■ **Exercise aim**:
Please copy every line of the data in which the string "StubCompletionClient" appears.

■ **Input material**:
-- Opening Marker --

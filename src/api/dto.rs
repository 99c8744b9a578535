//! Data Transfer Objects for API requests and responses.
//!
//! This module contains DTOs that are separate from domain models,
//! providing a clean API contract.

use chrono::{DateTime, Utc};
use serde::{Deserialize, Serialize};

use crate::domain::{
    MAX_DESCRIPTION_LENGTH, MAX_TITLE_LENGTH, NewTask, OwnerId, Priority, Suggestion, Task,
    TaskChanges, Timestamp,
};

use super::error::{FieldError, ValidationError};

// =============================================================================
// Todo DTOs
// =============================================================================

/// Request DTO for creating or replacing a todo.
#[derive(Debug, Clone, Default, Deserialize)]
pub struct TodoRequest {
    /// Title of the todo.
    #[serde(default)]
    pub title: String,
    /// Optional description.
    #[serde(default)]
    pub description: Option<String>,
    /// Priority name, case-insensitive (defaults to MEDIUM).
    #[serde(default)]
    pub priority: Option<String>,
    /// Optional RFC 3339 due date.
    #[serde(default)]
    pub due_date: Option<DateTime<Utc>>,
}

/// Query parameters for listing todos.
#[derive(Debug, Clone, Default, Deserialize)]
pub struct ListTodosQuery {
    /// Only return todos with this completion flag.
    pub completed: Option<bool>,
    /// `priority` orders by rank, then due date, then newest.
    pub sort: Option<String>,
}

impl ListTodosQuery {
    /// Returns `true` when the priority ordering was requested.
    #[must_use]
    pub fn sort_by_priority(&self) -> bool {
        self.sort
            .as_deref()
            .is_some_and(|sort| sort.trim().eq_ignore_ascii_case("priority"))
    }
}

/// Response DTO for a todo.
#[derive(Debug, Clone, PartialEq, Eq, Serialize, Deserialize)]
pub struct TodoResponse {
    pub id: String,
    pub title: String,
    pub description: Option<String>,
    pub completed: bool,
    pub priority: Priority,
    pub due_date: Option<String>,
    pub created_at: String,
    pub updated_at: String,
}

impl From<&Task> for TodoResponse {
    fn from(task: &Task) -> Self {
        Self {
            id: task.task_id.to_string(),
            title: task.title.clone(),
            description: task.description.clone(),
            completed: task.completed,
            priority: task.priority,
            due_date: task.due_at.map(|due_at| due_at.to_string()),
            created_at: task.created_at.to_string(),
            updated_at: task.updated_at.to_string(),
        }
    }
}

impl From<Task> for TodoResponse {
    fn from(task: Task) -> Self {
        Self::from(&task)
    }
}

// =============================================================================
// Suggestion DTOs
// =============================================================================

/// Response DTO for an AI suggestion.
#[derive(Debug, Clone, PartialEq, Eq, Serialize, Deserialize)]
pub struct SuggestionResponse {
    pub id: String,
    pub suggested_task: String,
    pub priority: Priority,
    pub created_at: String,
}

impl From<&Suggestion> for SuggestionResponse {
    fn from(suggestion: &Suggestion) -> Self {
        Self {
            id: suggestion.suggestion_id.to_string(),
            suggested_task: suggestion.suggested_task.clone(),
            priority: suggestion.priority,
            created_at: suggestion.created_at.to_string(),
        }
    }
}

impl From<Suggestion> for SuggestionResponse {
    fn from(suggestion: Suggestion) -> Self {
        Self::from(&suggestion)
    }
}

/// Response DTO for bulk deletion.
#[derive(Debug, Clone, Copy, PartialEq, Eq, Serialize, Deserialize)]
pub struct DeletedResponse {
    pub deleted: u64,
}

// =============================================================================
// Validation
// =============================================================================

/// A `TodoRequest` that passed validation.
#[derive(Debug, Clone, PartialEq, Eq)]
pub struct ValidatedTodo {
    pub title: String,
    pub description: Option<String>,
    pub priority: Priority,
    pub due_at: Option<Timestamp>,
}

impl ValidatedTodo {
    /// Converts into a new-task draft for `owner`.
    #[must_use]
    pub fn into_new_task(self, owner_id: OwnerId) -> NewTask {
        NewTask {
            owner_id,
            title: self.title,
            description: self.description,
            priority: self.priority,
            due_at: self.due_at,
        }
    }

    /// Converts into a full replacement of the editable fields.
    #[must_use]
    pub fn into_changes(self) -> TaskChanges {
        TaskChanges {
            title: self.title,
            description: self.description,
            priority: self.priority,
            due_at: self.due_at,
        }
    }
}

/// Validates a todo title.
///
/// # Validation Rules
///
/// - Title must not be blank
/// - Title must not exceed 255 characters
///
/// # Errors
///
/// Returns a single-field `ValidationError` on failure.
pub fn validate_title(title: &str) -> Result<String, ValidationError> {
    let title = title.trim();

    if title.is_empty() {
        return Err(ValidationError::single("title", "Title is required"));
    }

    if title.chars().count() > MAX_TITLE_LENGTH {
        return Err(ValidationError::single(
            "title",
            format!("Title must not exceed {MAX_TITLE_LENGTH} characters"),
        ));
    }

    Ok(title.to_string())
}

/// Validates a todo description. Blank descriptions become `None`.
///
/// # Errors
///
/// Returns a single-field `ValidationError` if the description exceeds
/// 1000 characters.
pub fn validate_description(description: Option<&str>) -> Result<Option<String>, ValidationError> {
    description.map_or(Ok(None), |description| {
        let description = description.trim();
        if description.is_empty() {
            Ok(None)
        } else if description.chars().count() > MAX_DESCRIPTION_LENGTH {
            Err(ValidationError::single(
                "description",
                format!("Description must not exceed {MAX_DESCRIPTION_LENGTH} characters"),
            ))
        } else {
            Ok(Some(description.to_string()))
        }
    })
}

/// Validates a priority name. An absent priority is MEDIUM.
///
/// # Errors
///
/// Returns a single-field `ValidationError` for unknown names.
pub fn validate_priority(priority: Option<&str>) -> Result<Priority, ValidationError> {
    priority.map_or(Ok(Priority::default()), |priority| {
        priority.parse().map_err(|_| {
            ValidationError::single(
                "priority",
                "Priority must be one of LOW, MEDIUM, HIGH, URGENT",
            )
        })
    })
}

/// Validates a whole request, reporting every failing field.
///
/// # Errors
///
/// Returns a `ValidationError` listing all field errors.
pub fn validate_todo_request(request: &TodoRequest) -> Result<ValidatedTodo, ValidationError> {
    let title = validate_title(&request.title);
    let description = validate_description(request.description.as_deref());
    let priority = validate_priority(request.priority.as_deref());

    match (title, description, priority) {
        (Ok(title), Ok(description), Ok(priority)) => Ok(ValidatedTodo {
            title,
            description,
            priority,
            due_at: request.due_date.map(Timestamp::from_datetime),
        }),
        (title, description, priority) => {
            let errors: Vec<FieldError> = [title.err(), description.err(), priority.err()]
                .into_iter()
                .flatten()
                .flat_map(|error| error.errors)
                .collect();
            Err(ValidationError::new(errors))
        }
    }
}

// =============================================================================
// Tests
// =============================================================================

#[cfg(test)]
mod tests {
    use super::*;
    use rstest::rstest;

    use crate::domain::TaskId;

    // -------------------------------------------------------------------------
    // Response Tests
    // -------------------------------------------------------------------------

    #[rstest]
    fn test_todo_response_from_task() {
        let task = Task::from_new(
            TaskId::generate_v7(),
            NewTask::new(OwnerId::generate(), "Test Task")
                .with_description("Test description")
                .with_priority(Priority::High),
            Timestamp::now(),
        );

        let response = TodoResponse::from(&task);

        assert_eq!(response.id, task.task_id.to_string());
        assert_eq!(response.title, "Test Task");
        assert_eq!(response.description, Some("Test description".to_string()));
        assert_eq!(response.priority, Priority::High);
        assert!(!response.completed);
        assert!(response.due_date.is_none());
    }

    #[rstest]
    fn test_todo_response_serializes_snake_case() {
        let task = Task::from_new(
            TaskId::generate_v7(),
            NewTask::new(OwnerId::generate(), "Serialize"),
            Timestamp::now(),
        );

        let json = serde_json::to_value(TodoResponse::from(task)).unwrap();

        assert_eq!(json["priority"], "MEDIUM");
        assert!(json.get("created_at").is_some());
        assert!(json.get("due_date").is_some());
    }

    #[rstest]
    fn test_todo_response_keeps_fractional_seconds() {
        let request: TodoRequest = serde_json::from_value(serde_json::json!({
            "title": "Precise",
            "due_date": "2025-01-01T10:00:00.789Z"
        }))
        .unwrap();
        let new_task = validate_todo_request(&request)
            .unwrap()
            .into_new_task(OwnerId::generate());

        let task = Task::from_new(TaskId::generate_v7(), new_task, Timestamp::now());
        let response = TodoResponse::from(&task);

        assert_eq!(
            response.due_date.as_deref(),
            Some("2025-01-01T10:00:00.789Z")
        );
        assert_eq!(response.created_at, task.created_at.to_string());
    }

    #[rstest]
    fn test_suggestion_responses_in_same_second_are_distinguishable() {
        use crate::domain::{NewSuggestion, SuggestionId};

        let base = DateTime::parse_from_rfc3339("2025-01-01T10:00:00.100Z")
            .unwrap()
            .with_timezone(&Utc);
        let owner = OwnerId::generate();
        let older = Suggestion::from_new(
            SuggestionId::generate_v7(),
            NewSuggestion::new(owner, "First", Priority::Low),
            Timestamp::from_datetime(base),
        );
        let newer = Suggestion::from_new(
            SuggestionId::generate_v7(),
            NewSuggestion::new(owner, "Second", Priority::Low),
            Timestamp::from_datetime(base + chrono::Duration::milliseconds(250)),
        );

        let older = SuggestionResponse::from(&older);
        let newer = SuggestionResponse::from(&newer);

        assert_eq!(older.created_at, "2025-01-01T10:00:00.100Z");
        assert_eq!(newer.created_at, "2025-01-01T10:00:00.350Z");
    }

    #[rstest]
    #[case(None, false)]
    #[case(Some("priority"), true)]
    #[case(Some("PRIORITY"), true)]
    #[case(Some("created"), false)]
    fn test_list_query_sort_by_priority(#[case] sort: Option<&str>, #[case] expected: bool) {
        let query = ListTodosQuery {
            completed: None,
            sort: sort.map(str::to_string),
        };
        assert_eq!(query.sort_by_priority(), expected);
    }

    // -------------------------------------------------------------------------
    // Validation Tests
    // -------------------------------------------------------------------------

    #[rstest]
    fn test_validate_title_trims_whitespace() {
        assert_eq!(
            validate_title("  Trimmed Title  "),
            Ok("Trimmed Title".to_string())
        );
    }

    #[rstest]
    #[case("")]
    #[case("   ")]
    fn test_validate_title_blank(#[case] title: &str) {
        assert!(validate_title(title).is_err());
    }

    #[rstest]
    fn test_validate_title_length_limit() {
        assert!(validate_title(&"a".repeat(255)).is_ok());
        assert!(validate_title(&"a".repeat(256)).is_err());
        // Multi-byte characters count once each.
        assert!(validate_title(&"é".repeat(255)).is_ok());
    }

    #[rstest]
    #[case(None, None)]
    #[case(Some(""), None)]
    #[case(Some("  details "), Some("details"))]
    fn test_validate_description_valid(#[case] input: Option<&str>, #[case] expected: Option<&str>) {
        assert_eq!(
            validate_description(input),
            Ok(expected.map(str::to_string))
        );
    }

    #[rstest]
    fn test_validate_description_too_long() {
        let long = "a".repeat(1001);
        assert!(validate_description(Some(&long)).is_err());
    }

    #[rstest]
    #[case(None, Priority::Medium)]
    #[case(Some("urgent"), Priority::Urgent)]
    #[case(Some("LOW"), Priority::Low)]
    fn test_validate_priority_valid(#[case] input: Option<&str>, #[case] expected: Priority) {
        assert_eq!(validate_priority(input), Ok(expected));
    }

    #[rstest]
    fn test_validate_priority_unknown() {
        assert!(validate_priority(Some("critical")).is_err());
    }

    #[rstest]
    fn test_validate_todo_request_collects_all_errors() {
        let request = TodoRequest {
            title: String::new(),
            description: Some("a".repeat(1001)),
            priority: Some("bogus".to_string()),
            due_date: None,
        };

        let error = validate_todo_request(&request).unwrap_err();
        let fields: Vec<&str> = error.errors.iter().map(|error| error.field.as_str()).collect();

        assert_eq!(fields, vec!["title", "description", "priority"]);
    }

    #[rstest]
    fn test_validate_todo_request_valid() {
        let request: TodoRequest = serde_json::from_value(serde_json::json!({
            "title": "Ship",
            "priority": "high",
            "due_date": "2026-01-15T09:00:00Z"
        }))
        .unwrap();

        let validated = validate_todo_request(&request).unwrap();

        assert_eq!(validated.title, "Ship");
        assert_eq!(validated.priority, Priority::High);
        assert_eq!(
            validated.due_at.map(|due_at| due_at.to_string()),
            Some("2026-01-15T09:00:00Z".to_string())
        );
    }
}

-- Closing Marker --
-- Opening Marker --

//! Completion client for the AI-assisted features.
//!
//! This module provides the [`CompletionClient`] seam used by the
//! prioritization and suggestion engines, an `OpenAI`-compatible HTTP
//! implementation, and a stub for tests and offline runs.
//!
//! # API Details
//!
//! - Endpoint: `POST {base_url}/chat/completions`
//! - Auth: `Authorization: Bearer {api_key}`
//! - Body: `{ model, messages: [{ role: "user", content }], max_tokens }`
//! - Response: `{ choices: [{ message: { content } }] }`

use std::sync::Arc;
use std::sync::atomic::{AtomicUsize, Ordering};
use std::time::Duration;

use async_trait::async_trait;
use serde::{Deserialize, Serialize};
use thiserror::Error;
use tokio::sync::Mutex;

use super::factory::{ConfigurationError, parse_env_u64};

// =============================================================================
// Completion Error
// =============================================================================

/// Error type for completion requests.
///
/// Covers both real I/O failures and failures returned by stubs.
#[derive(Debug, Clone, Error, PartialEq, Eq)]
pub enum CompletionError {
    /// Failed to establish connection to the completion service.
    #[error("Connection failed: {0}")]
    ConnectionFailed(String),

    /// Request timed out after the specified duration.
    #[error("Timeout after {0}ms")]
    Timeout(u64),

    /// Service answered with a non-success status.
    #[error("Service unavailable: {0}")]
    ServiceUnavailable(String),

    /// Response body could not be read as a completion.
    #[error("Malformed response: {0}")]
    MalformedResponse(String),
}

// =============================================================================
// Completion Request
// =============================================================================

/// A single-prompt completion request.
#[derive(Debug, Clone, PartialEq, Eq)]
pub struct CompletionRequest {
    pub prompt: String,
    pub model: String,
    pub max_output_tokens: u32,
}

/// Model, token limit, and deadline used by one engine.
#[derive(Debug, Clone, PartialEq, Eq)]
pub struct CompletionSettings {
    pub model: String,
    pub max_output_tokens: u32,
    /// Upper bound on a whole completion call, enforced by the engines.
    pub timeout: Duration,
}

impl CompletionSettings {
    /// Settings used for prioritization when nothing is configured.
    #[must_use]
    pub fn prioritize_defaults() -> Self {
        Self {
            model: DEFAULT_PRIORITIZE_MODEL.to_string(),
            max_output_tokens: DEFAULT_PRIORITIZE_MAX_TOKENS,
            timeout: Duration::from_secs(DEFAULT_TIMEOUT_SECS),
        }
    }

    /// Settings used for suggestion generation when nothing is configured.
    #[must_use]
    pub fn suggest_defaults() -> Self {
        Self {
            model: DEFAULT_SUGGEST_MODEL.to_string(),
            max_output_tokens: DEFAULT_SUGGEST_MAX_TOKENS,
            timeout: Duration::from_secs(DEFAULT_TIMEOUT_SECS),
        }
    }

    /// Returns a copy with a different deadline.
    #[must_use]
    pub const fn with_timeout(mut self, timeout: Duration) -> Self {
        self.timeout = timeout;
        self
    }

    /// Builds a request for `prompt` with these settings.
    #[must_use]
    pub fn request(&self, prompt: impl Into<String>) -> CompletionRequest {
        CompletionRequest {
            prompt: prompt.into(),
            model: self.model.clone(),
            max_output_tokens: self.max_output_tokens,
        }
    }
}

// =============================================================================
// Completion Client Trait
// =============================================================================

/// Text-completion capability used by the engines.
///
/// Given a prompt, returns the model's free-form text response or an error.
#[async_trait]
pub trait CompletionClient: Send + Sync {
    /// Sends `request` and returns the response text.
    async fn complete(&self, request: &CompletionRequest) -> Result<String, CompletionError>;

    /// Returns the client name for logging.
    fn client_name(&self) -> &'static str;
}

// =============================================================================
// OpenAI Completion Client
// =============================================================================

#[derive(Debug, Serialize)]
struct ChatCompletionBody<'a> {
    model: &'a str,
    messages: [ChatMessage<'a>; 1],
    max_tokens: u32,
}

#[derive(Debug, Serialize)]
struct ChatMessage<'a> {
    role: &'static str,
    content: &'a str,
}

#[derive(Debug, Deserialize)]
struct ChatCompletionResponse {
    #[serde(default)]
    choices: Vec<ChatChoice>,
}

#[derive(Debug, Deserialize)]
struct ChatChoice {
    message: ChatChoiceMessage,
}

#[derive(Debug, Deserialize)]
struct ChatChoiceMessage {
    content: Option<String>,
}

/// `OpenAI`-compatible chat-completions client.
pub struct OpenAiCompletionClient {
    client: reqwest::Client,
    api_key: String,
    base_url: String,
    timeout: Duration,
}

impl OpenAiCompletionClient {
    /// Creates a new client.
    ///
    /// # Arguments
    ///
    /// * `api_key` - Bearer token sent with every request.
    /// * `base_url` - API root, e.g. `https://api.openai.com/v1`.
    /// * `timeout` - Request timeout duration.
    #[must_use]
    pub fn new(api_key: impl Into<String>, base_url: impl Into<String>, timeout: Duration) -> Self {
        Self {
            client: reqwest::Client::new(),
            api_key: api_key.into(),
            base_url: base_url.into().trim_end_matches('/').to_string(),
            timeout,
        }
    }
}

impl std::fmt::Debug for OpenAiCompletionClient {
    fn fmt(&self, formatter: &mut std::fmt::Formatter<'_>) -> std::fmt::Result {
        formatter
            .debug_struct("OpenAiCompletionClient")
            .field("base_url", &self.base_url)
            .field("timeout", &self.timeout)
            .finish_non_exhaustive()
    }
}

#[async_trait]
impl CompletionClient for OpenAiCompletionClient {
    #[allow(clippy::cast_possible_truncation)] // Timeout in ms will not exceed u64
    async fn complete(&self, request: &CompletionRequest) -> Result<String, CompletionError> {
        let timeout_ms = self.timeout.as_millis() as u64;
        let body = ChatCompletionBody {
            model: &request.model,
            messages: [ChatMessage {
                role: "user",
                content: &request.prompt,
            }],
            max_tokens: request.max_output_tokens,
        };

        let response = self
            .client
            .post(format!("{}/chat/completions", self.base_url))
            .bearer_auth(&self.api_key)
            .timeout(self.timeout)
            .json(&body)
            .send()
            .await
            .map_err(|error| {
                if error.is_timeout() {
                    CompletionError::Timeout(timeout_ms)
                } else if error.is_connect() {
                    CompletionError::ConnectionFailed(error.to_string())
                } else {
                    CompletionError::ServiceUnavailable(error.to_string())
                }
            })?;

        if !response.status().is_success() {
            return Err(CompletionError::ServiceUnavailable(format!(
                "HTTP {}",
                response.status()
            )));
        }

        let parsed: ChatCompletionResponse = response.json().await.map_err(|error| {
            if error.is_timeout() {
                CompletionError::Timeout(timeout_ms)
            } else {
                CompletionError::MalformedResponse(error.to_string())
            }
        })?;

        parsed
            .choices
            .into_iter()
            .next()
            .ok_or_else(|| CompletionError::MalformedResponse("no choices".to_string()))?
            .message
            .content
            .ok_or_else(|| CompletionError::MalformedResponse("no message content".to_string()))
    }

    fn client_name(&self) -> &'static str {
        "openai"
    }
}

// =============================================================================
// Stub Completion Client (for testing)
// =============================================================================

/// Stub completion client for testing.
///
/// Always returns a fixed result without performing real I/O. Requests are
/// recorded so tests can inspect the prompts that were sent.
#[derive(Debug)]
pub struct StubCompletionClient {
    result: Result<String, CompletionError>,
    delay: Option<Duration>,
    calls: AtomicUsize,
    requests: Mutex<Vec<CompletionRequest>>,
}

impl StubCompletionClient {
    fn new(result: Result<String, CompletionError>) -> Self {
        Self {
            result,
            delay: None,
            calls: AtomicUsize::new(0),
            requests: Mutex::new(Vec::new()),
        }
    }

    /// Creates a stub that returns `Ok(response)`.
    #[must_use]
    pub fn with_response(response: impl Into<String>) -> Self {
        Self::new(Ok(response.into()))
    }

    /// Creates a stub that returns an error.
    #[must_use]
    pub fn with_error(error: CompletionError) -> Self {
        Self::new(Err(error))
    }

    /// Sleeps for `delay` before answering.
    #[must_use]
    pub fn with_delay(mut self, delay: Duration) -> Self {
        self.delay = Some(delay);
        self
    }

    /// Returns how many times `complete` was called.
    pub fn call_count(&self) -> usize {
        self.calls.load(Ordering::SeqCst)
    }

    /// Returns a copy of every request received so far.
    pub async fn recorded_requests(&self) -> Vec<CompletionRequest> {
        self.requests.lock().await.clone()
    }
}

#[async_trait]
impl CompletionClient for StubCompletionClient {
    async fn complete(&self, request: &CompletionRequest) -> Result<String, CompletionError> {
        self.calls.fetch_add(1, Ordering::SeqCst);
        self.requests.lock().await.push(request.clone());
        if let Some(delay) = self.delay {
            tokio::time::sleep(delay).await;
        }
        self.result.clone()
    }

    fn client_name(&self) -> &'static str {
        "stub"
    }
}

-- Closing Marker --

■ **Task output**:
pub struct StubCompletionClient {
impl StubCompletionClient {
impl CompletionClient for StubCompletionClient {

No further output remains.